** What the task asks **
Pick out the lines below with "oneshot" and list them.

** Exercise data **
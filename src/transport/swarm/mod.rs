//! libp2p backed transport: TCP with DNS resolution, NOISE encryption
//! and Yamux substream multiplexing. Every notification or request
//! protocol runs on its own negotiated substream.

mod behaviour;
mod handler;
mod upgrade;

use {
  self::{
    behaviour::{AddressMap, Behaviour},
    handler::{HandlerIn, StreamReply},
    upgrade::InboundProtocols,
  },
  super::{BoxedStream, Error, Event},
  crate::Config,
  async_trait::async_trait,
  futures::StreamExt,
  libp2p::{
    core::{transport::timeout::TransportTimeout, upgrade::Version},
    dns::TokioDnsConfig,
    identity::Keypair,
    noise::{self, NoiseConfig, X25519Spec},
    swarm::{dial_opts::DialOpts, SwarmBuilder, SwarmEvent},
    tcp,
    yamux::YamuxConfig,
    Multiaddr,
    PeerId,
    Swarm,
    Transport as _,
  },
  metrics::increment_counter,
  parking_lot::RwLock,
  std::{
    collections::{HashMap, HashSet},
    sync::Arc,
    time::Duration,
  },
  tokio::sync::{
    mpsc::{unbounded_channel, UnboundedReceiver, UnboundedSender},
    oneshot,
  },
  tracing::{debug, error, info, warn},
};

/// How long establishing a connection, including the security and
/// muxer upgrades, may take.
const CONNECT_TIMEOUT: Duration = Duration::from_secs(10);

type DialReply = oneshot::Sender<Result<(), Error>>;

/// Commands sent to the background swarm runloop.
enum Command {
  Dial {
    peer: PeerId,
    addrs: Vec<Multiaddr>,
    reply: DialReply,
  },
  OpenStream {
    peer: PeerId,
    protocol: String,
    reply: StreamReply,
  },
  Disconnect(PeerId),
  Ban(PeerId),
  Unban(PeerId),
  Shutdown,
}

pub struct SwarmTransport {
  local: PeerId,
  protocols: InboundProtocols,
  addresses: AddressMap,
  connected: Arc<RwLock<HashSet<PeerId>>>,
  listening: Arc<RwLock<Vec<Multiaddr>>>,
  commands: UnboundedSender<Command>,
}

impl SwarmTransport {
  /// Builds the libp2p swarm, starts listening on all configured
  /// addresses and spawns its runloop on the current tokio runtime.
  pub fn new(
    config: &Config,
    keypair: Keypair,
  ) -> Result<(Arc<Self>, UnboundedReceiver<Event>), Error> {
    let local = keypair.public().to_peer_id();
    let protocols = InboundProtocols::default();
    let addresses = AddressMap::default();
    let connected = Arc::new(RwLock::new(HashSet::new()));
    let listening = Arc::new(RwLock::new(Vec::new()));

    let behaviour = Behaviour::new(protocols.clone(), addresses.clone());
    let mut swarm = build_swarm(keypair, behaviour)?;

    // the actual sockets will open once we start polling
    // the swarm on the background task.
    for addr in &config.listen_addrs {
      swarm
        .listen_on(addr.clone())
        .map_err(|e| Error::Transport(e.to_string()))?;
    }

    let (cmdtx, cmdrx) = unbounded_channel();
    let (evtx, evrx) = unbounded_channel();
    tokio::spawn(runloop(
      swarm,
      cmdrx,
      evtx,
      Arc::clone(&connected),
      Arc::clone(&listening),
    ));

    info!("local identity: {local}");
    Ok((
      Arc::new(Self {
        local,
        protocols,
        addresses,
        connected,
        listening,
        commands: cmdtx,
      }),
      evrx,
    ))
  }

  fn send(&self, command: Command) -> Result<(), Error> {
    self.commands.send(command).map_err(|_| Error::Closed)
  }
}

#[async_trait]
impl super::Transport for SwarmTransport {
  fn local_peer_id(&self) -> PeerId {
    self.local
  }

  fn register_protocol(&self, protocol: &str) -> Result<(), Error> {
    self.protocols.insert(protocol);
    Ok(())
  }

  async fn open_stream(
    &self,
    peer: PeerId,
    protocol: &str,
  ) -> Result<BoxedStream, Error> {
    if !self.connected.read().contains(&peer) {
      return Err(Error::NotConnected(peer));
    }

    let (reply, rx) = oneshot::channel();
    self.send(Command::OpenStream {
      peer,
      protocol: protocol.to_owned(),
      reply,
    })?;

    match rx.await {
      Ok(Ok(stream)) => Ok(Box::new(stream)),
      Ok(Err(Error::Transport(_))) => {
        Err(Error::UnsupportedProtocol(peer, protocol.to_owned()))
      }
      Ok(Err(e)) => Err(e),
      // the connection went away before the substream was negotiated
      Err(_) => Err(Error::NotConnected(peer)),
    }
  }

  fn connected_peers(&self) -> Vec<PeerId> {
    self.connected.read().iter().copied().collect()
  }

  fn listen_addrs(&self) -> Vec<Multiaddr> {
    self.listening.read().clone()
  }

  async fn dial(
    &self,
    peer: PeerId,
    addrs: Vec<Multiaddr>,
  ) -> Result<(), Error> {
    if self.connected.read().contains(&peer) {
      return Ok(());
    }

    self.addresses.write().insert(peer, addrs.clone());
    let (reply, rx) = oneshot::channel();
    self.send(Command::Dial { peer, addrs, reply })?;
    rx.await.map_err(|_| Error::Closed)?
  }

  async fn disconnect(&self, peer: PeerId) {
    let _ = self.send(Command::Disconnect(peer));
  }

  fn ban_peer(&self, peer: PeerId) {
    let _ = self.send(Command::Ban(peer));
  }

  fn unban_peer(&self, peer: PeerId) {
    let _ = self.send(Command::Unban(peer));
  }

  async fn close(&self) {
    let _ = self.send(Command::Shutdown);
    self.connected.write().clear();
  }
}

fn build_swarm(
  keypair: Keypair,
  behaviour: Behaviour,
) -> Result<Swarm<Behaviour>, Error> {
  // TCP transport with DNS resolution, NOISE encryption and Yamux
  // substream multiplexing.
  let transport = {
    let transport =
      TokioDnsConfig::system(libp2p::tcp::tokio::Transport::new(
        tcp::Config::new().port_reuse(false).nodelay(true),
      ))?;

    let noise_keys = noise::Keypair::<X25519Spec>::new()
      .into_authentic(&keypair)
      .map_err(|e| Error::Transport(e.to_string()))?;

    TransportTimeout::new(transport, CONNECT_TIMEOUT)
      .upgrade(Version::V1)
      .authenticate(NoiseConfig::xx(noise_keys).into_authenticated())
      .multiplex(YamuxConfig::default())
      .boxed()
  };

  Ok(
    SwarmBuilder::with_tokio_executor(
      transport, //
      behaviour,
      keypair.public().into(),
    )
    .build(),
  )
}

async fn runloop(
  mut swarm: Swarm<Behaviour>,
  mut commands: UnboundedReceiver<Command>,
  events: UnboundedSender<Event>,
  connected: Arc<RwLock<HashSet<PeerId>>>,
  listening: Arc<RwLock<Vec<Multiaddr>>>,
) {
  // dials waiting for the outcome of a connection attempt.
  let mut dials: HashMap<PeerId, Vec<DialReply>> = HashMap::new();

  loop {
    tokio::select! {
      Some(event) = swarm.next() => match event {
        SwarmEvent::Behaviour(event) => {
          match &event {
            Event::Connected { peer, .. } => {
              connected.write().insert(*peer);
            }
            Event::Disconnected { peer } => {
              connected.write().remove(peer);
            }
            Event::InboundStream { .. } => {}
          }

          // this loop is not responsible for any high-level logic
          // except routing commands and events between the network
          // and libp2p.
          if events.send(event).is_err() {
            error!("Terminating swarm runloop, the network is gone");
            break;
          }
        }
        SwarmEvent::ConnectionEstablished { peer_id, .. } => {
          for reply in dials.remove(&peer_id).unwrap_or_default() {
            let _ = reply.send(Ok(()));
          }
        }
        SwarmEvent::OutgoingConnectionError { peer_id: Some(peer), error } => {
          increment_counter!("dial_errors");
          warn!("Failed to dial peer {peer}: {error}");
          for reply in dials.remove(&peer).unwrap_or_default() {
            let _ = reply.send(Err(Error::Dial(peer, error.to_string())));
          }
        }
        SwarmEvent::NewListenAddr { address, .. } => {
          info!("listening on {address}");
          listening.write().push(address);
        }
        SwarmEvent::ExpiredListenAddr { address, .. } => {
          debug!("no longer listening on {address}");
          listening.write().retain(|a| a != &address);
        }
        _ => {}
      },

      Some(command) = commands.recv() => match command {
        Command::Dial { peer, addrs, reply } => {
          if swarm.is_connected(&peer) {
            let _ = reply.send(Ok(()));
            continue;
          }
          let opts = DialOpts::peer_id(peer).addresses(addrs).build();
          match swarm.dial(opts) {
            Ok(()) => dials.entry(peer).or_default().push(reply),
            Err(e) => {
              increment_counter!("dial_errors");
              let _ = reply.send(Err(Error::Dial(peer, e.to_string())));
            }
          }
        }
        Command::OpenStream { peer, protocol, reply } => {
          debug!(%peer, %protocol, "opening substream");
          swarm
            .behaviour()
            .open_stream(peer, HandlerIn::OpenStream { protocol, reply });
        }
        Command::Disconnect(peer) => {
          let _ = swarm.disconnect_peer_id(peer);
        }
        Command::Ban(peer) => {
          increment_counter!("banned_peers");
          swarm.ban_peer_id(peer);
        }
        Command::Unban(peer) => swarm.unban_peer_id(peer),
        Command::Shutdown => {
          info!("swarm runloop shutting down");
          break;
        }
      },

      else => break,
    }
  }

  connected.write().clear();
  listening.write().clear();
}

** Solution **
    oneshot,
type DialReply = oneshot::Sender<Result<(), Error>>;
    let (reply, rx) = oneshot::channel();
    let (reply, rx) = oneshot::channel();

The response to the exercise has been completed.